IJL – Réseau.Presse – Acadie Nouvelle - ATL

«Lorsque la solution technique est trop coûteuse et ne concerne qu’une poignée d’habitations, le retrait peut être la meilleure option d’un point de vue financier, social et sécuritaire», soutient Shannon Miedema, directrice de l’environnement et du changement climatique de la municipalité régionale d’Halifax.

La métropole néo-écossaise envisage la mise sur pied d’un programme de rachat des terres les plus menacées, en partenariat avec le gouvernement provincial.

Les lignes bougent lentement, car l’acceptabilité sociale n’est pas là. Sabine Dietz dénonce le manque de volonté politique et de financements adéquats.

«Si les décideurs veulent susciter l’adhésion, il faut avoir une discussion sur la tolérance au risque. Plus nous attendons, plus nous aurons de tempêtes et plus ce sera difficile.»

Don Jardine assure, lui, que les dégâts historiques causés par Fiona ont provoqué un électrochoc parmi la population insulaire.

«Beaucoup de personnes à qui j’ai parlé dans des zones inondées ou endommagées sont mortes de peur, elles ont perdu leur maison en une seule tempête. D’autres personnes se disent: « Je ne veux pas que cela m’arrive »», raconte-t-il.

Des habitants accrochés à la vue sur mer

Un avis que partage Danika van Proosdij.

«Les gens ne sont pas tout à fait prêts, mais ils comprennent de mieux en mieux la nécessité de se retirer. Ils réalisent que la situation empire et ne veulent pas reconstruire là où des maisons ont été détruites.»

Les provinces songent également à ne plus construire aux portes de l’océan. Dans des zones où la pression foncière est forte, elles ont néanmoins du mal à passer à l’action.

Une politique de protection des zones côtières existe depuis 21 ans au Nouveau-Brunswick, «mais aucune réglementation ne permet de l’appliquer concrètement», rappelle Sabine Dietz.

En Nouvelle-Écosse, la Loi sur la protection du littoral est en chantier depuis quatre ans et le texte n’entrera vraisemblablement pas en vigueur avant 2025.

Dans l’attente d’une loi, le gouvernement de l’Î.-P.-É. a imposé un moratoire, assorti d’exceptions, sur l’enrochement de la côte ainsi que sur toute nouvelle construction dans une zone tampon de 15 mètres le long du rivage.

Danika van Proosdij critique des politiques «insuffisantes». Sabine Dietz pense, elle, que les législations annoncées ne verront pas le jour.

«C’est impossible de rendre le littoral inconstructible, les gens voudront toujours avoir leur vue sur mer.»

Modifier en profondeur les activités

Dans un contexte où l’érosion côtière va s’exacerber et modifier en profondeur les activités littorales, les villes doivent aussi repenser l’aménagement de leur territoire et anticiper le recul du trait de côte.

«Très peu de municipalités ont intégré ce volet adaptation aux changements climatiques dans leur plan d’urbanisme, car la planification est perçue avant tout comme un outil de développement économique», déplore Sabine Dietz.

À cet égard, la Municipalité régionale d’Halifax fait figure de précurseur.
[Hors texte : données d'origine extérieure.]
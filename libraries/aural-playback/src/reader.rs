//! Track reader: validation and preparation before playback

use crate::error::{PlaybackError, Result};
use aural_core::Track;
use std::collections::HashSet;
use std::fs::File;

/// Formats the desktop transport decodes without transcoding
pub const NATIVE_FORMATS: &[&str] = &[
    "aac", "ac3", "aif", "aifc", "aiff", "alac", "caf", "flac", "m4a", "m4b", "mp1", "mp2",
    "mp3", "wav",
];

/// File-level checks performed by the start chain
pub trait TrackReader: Send {
    /// Fail if the track's file cannot be played at all
    fn validate(&self, track: &Track) -> Result<()>;

    /// Whether the transport needs a transcoded copy of the file
    fn needs_transcoding(&self, track: &Track) -> bool;

    /// Load playback info for the track
    fn prepare(&mut self, track: &Track) -> Result<()>;
}

/// Reader that checks the filesystem and classifies formats by extension
#[derive(Debug, Clone)]
pub struct FileTrackReader {
    native_formats: HashSet<String>,
}

impl FileTrackReader {
    pub fn new() -> Self {
        Self::with_native_formats(NATIVE_FORMATS.iter().copied())
    }

    pub fn with_native_formats<'a>(formats: impl IntoIterator<Item = &'a str>) -> Self {
        Self {
            native_formats: formats.into_iter().map(str::to_ascii_lowercase).collect(),
        }
    }
}

impl Default for FileTrackReader {
    fn default() -> Self {
        Self::new()
    }
}

impl TrackReader for FileTrackReader {
    fn validate(&self, track: &Track) -> Result<()> {
        let path = &track.file_path;
        let metadata = std::fs::metadata(path)
            .map_err(|e| PlaybackError::not_readable(path, e.to_string()))?;
        if !metadata.is_file() {
            return Err(PlaybackError::not_readable(path, "not a regular file"));
        }
        File::open(path).map_err(|e| PlaybackError::not_readable(path, e.to_string()))?;
        Ok(())
    }

    fn needs_transcoding(&self, track: &Track) -> bool {
        track
            .format()
            .map_or(true, |format| !self.native_formats.contains(&format))
    }

    fn prepare(&mut self, track: &Track) -> Result<()> {
        if track.duration <= 0.0 {
            tracing::debug!("Preparing {} without a known duration", track.id);
        }
        Ok(())
    }
}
D’ici la fin de l’année, elle publiera une carte des risques climatiques dans l’environnement côtier. L’objectif? Identifier les communautés et les infrastructures les plus vulnérables pour mieux planifier la gestion des aléas et prioriser les investissements.

«C’est difficile de se coordonner avec les autres départements municipaux et la province, nous espérons que cet outil éclairera leurs décisions», partage Shannon Miedema.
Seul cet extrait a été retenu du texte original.